----- DATASET ENTRIES
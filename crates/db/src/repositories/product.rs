use chrono::Utc;
use sqlx::Row;

use storefront_core::domain::product::{Product, ProductId, ProductReviews};

use super::{format_timestamp, ProductRepository, RepositoryError};
use crate::DbPool;

pub struct SqlProductRepository {
    pool: DbPool,
}

impl SqlProductRepository {
    pub fn new(pool: DbPool) -> Self {
        Self { pool }
    }
}

const PRODUCT_COLUMNS: &str = "id, name, categories_json, discounted_price, actual_price,
    discount_percentage, rating, rating_count, about_product, reviews_json, img_link, product_link";

fn row_to_product(row: &sqlx::sqlite::SqliteRow) -> Result<Product, RepositoryError> {
    let id: String = row.try_get("id").map_err(|e| RepositoryError::Decode(e.to_string()))?;
    let name: String = row.try_get("name").map_err(|e| RepositoryError::Decode(e.to_string()))?;
    let categories_json: String =
        row.try_get("categories_json").map_err(|e| RepositoryError::Decode(e.to_string()))?;
    let discounted_price: f64 =
        row.try_get("discounted_price").map_err(|e| RepositoryError::Decode(e.to_string()))?;
    let actual_price: f64 =
        row.try_get("actual_price").map_err(|e| RepositoryError::Decode(e.to_string()))?;
    let discount_percentage: String =
        row.try_get("discount_percentage").map_err(|e| RepositoryError::Decode(e.to_string()))?;
    let rating: f64 = row.try_get("rating").map_err(|e| RepositoryError::Decode(e.to_string()))?;
    let rating_count: i64 =
        row.try_get("rating_count").map_err(|e| RepositoryError::Decode(e.to_string()))?;
    let about_product: String =
        row.try_get("about_product").map_err(|e| RepositoryError::Decode(e.to_string()))?;
    let reviews_json: String =
        row.try_get("reviews_json").map_err(|e| RepositoryError::Decode(e.to_string()))?;
    let img_link: String =
        row.try_get("img_link").map_err(|e| RepositoryError::Decode(e.to_string()))?;
    let product_link: String =
        row.try_get("product_link").map_err(|e| RepositoryError::Decode(e.to_string()))?;

    let categories: Vec<String> = serde_json::from_str(&categories_json)
        .map_err(|e| RepositoryError::Decode(format!("product `{id}` categories: {e}")))?;
    let reviews: ProductReviews = serde_json::from_str(&reviews_json)
        .map_err(|e| RepositoryError::Decode(format!("product `{id}` reviews: {e}")))?;
    let rating_count = u64::try_from(rating_count)
        .map_err(|_| RepositoryError::Decode(format!("product `{id}` has negative rating_count")))?;

    Ok(Product {
        id: ProductId(id),
        name,
        categories,
        discounted_price,
        actual_price,
        discount_percentage,
        rating,
        rating_count,
        about_product,
        reviews,
        img_link,
        product_link,
    })
}

#[async_trait::async_trait]
impl ProductRepository for SqlProductRepository {
    async fn list(&self) -> Result<Vec<Product>, RepositoryError> {
        let rows = sqlx::query(&format!("SELECT {PRODUCT_COLUMNS} FROM product ORDER BY seq"))
            .fetch_all(&self.pool)
            .await?;

        rows.iter().map(row_to_product).collect::<Result<Vec<_>, _>>()
    }

    async fn find_by_id(&self, id: &ProductId) -> Result<Option<Product>, RepositoryError> {
        let row = sqlx::query(&format!("SELECT {PRODUCT_COLUMNS} FROM product WHERE id = ?"))
            .bind(id.as_str())
            .fetch_optional(&self.pool)
            .await?;

        row.as_ref().map(row_to_product).transpose()
    }

    async fn save(&self, product: Product) -> Result<(), RepositoryError> {
        let categories_json = serde_json::to_string(&product.categories)
            .map_err(|e| RepositoryError::Decode(e.to_string()))?;
        let reviews_json = serde_json::to_string(&product.reviews)
            .map_err(|e| RepositoryError::Decode(e.to_string()))?;
        let rating_count = i64::try_from(product.rating_count)
            .map_err(|_| RepositoryError::Decode("rating_count out of range".to_string()))?;

        sqlx::query(
            "INSERT INTO product
                (id, name, categories_json, discounted_price, actual_price, discount_percentage,
                 rating, rating_count, about_product, reviews_json, img_link, product_link,
                 updated_at)
             VALUES (?, ?, ?, ?, ?, ?, ?, ?, ?, ?, ?, ?, ?)
             ON CONFLICT(id) DO UPDATE SET
                name = excluded.name,
                categories_json = excluded.categories_json,
                discounted_price = excluded.discounted_price,
                actual_price = excluded.actual_price,
                discount_percentage = excluded.discount_percentage,
                rating = excluded.rating,
                rating_count = excluded.rating_count,
                about_product = excluded.about_product,
                reviews_json = excluded.reviews_json,
                img_link = excluded.img_link,
                product_link = excluded.product_link,
                updated_at = excluded.updated_at",
        )
        .bind(product.id.as_str())
        .bind(&product.name)
        .bind(&categories_json)
        .bind(product.discounted_price)
        .bind(product.actual_price)
        .bind(&product.discount_percentage)
        .bind(product.rating)
        .bind(rating_count)
        .bind(&product.about_product)
        .bind(&reviews_json)
        .bind(&product.img_link)
        .bind(&product.product_link)
        .bind(format_timestamp(Utc::now()))
        .execute(&self.pool)
        .await?;

        Ok(())
    }

    async fn delete(&self, id: &ProductId) -> Result<bool, RepositoryError> {
        let result = sqlx::query("DELETE FROM product WHERE id = ?")
            .bind(id.as_str())
            .execute(&self.pool)
            .await?;
        Ok(result.rows_affected() > 0)
    }

    async fn count(&self) -> Result<u64, RepositoryError> {
        let row = sqlx::query("SELECT COUNT(*) AS count FROM product").fetch_one(&self.pool).await?;
        let count: i64 =
            row.try_get("count").map_err(|e| RepositoryError::Decode(e.to_string()))?;
        Ok(count.max(0).unsigned_abs())
    }
}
----------
WHAT TO WORK ON>
Your answer must contain every line of the records, exactly.

TASK RESULT>
filename crates/db/src/repositories/product.rs
use chrono::Utc;
use sqlx::Row;

use storefront_core::domain::product::{Product, ProductId, ProductReviews};

use super::{format_timestamp, ProductRepository, RepositoryError};
use crate::DbPool;

pub struct SqlProductRepository {
    pool: DbPool,
}

impl SqlProductRepository {
    pub fn new(pool: DbPool) -> Self {
        Self { pool }
    }
}

const PRODUCT_COLUMNS: &str = "id, name, categories_json, discounted_price, actual_price,
    discount_percentage, rating, rating_count, about_product, reviews_json, img_link, product_link";

fn row_to_product(row: &sqlx::sqlite::SqliteRow) -> Result<Product, RepositoryError> {
    let id: String = row.try_get("id").map_err(|e| RepositoryError::Decode(e.to_string()))?;
    let name: String = row.try_get("name").map_err(|e| RepositoryError::Decode(e.to_string()))?;
    let categories_json: String =
        row.try_get("categories_json").map_err(|e| RepositoryError::Decode(e.to_string()))?;
    let discounted_price: f64 =
        row.try_get("discounted_price").map_err(|e| RepositoryError::Decode(e.to_string()))?;
    let actual_price: f64 =
        row.try_get("actual_price").map_err(|e| RepositoryError::Decode(e.to_string()))?;
    let discount_percentage: String =
        row.try_get("discount_percentage").map_err(|e| RepositoryError::Decode(e.to_string()))?;
    let rating: f64 = row.try_get("rating").map_err(|e| RepositoryError::Decode(e.to_string()))?;
    let rating_count: i64 =
        row.try_get("rating_count").map_err(|e| RepositoryError::Decode(e.to_string()))?;
    let about_product: String =
        row.try_get("about_product").map_err(|e| RepositoryError::Decode(e.to_string()))?;
    let reviews_json: String =
        row.try_get("reviews_json").map_err(|e| RepositoryError::Decode(e.to_string()))?;
    let img_link: String =
        row.try_get("img_link").map_err(|e| RepositoryError::Decode(e.to_string()))?;
    let product_link: String =
        row.try_get("product_link").map_err(|e| RepositoryError::Decode(e.to_string()))?;

    let categories: Vec<String> = serde_json::from_str(&categories_json)
        .map_err(|e| RepositoryError::Decode(format!("product `{id}` categories: {e}")))?;
    let reviews: ProductReviews = serde_json::from_str(&reviews_json)
        .map_err(|e| RepositoryError::Decode(format!("product `{id}` reviews: {e}")))?;
    let rating_count = u64::try_from(rating_count)
        .map_err(|_| RepositoryError::Decode(format!("product `{id}` has negative rating_count")))?;

    Ok(Product {
        id: ProductId(id),
        name,
        categories,
        discounted_price,
        actual_price,
        discount_percentage,
        rating,
        rating_count,
        about_product,
        reviews,
        img_link,
        product_link,
    })
}

#[async_trait::async_trait]
impl ProductRepository for SqlProductRepository {
    async fn list(&self) -> Result<Vec<Product>, RepositoryError> {
        let rows = sqlx::query(&format!("SELECT {PRODUCT_COLUMNS} FROM product ORDER BY seq"))
            .fetch_all(&self.pool)
            .await?;

        rows.iter().map(row_to_product).collect::<Result<Vec<_>, _>>()
    }

    async fn find_by_id(&self, id: &ProductId) -> Result<Option<Product>, RepositoryError> {
        let row = sqlx::query(&format!("SELECT {PRODUCT_COLUMNS} FROM product WHERE id = ?"))
            .bind(id.as_str())
            .fetch_optional(&self.pool)
            .await?;

        row.as_ref().map(row_to_product).transpose()
    }

    async fn save(&self, product: Product) -> Result<(), RepositoryError> {
        let categories_json = serde_json::to_string(&product.categories)
            .map_err(|e| RepositoryError::Decode(e.to_string()))?;
        let reviews_json = serde_json::to_string(&product.reviews)
            .map_err(|e| RepositoryError::Decode(e.to_string()))?;
        let rating_count = i64::try_from(product.rating_count)
            .map_err(|_| RepositoryError::Decode("rating_count out of range".to_string()))?;

        sqlx::query(
            "INSERT INTO product
                (id, name, categories_json, discounted_price, actual_price, discount_percentage,
                 rating, rating_count, about_product, reviews_json, img_link, product_link,
                 updated_at)
             VALUES (?, ?, ?, ?, ?, ?, ?, ?, ?, ?, ?, ?, ?)
             ON CONFLICT(id) DO UPDATE SET
                name = excluded.name,
                categories_json = excluded.categories_json,
                discounted_price = excluded.discounted_price,
                actual_price = excluded.actual_price,
                discount_percentage = excluded.discount_percentage,
                rating = excluded.rating,
                rating_count = excluded.rating_count,
                about_product = excluded.about_product,
                reviews_json = excluded.reviews_json,
                img_link = excluded.img_link,
                product_link = excluded.product_link,
                updated_at = excluded.updated_at",
        )
        .bind(product.id.as_str())
        .bind(&product.name)
        .bind(&categories_json)
        .bind(product.discounted_price)
        .bind(product.actual_price)
        .bind(&product.discount_percentage)
        .bind(product.rating)
        .bind(rating_count)
        .bind(&product.about_product)
        .bind(&reviews_json)
        .bind(&product.img_link)
        .bind(&product.product_link)
        .bind(format_timestamp(Utc::now()))
        .execute(&self.pool)
        .await?;

        Ok(())
    }

    async fn delete(&self, id: &ProductId) -> Result<bool, RepositoryError> {
        let result = sqlx::query("DELETE FROM product WHERE id = ?")
            .bind(id.as_str())
            .execute(&self.pool)
            .await?;
        Ok(result.rows_affected() > 0)
    }

    async fn count(&self) -> Result<u64, RepositoryError> {
        let row = sqlx::query("SELECT COUNT(*) AS count FROM product").fetch_one(&self.pool).await?;
        let count: i64 =
            row.try_get("count").map_err(|e| RepositoryError::Decode(e.to_string()))?;
        Ok(count.max(0).unsigned_abs())
    }
}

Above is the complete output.